## Records for the exercise
"""

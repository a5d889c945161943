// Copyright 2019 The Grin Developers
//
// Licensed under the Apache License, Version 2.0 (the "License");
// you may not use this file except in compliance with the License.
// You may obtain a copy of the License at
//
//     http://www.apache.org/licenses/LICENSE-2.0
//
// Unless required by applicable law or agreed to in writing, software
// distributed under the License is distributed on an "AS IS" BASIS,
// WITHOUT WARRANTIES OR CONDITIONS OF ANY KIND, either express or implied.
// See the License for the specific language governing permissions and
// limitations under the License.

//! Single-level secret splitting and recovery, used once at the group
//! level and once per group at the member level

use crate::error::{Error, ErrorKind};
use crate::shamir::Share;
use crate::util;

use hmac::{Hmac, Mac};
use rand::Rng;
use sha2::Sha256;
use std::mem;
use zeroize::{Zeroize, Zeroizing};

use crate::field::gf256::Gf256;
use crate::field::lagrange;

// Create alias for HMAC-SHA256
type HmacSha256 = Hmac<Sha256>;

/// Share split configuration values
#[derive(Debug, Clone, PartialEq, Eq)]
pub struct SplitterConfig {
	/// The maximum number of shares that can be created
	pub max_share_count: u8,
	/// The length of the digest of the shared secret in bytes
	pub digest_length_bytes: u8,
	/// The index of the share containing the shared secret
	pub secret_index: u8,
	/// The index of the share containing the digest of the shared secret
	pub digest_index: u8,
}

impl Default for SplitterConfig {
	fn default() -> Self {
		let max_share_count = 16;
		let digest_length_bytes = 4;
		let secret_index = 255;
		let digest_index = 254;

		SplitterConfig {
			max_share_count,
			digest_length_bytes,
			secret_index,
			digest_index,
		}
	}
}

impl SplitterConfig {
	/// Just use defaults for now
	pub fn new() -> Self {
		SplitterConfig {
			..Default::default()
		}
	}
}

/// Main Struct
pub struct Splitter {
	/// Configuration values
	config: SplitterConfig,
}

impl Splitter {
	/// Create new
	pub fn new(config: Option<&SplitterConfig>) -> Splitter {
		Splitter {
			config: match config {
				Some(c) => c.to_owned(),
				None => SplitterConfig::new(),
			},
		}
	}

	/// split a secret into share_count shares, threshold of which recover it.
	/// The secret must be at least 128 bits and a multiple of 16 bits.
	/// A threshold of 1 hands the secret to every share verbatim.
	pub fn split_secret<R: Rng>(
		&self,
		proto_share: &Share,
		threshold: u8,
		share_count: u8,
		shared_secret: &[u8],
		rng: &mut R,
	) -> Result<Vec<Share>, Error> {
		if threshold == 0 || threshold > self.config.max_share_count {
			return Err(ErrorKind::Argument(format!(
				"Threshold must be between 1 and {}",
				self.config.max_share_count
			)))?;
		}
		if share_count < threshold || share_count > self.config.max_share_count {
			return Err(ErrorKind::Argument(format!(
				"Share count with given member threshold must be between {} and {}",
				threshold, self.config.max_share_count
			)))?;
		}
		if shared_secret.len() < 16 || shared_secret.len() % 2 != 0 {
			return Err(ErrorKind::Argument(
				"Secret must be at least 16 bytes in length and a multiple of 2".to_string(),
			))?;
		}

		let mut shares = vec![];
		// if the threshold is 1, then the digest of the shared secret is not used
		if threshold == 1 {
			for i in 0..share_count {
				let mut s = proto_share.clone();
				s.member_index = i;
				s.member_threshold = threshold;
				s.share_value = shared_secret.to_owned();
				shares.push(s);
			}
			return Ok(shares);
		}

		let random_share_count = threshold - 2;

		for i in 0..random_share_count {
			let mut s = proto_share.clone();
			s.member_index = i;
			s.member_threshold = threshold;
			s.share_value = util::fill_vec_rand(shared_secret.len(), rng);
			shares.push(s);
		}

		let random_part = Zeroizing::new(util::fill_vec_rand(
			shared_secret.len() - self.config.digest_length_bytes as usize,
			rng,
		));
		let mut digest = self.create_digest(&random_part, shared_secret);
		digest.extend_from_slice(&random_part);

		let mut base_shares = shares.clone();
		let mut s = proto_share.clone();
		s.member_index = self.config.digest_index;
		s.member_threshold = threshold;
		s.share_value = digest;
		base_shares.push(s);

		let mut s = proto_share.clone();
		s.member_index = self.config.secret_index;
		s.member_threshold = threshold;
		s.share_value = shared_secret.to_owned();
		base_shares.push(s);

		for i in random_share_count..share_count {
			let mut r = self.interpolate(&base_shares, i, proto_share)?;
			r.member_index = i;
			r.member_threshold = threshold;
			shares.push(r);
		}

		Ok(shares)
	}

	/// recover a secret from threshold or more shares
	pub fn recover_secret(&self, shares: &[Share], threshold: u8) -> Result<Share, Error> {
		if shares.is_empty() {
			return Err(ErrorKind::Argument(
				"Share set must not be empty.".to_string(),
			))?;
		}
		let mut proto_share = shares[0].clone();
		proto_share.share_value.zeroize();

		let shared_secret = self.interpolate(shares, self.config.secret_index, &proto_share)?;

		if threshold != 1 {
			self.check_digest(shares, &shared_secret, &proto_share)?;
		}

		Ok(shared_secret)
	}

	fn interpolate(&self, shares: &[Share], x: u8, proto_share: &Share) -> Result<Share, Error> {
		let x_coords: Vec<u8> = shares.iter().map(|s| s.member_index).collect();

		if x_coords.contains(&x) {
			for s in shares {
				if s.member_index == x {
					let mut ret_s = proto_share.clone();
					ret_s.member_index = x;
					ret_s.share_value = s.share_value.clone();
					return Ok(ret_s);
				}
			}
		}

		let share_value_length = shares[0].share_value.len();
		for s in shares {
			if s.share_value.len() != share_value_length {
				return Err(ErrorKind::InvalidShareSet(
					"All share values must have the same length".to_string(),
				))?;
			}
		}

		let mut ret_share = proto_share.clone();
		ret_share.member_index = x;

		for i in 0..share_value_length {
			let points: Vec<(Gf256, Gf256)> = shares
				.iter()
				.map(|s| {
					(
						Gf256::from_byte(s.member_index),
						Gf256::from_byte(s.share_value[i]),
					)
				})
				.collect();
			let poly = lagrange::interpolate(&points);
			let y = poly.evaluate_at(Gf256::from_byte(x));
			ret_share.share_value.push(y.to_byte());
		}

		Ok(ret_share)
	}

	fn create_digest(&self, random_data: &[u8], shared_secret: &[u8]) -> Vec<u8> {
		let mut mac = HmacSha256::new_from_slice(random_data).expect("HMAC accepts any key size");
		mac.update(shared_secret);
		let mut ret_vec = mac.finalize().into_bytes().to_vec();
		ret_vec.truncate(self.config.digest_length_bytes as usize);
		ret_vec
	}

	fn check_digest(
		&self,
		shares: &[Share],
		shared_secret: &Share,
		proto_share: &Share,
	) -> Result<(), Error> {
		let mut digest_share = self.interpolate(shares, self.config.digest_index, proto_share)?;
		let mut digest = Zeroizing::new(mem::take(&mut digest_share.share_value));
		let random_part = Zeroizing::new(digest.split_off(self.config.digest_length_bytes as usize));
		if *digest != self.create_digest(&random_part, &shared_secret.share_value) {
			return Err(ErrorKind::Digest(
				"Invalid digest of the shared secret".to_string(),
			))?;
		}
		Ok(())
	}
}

"""

## What the task asks
Include the first line, the line containing "which recover it.", and every line between them, copied exactly from the material above; output no other line.

## Task result
repository a5d889c945161943
// Copyright 2019 The Grin Developers
//
// Licensed under the Apache License, Version 2.0 (the "License");
// you may not use this file except in compliance with the License.
// You may obtain a copy of the License at
//
//     http://www.apache.org/licenses/LICENSE-2.0
//
// Unless required by applicable law or agreed to in writing, software
// distributed under the License is distributed on an "AS IS" BASIS,
// WITHOUT WARRANTIES OR CONDITIONS OF ANY KIND, either express or implied.
// See the License for the specific language governing permissions and
// limitations under the License.

//! Single-level secret splitting and recovery, used once at the group
//! level and once per group at the member level

use crate::error::{Error, ErrorKind};
use crate::shamir::Share;
use crate::util;

use hmac::{Hmac, Mac};
use rand::Rng;
use sha2::Sha256;
use std::mem;
use zeroize::{Zeroize, Zeroizing};

use crate::field::gf256::Gf256;
use crate::field::lagrange;

// Create alias for HMAC-SHA256
type HmacSha256 = Hmac<Sha256>;

/// Share split configuration values
#[derive(Debug, Clone, PartialEq, Eq)]
pub struct SplitterConfig {
	/// The maximum number of shares that can be created
	pub max_share_count: u8,
	/// The length of the digest of the shared secret in bytes
	pub digest_length_bytes: u8,
	/// The index of the share containing the shared secret
	pub secret_index: u8,
	/// The index of the share containing the digest of the shared secret
	pub digest_index: u8,
}

impl Default for SplitterConfig {
	fn default() -> Self {
		let max_share_count = 16;
		let digest_length_bytes = 4;
		let secret_index = 255;
		let digest_index = 254;

		SplitterConfig {
			max_share_count,
			digest_length_bytes,
			secret_index,
			digest_index,
		}
	}
}

impl SplitterConfig {
	/// Just use defaults for now
	pub fn new() -> Self {
		SplitterConfig {
			..Default::default()
		}
	}
}

/// Main Struct
pub struct Splitter {
	/// Configuration values
	config: SplitterConfig,
}

impl Splitter {
	/// Create new
	pub fn new(config: Option<&SplitterConfig>) -> Splitter {
		Splitter {
			config: match config {
				Some(c) => c.to_owned(),
				None => SplitterConfig::new(),
			},
		}
	}

	/// split a secret into share_count shares, threshold of which recover it.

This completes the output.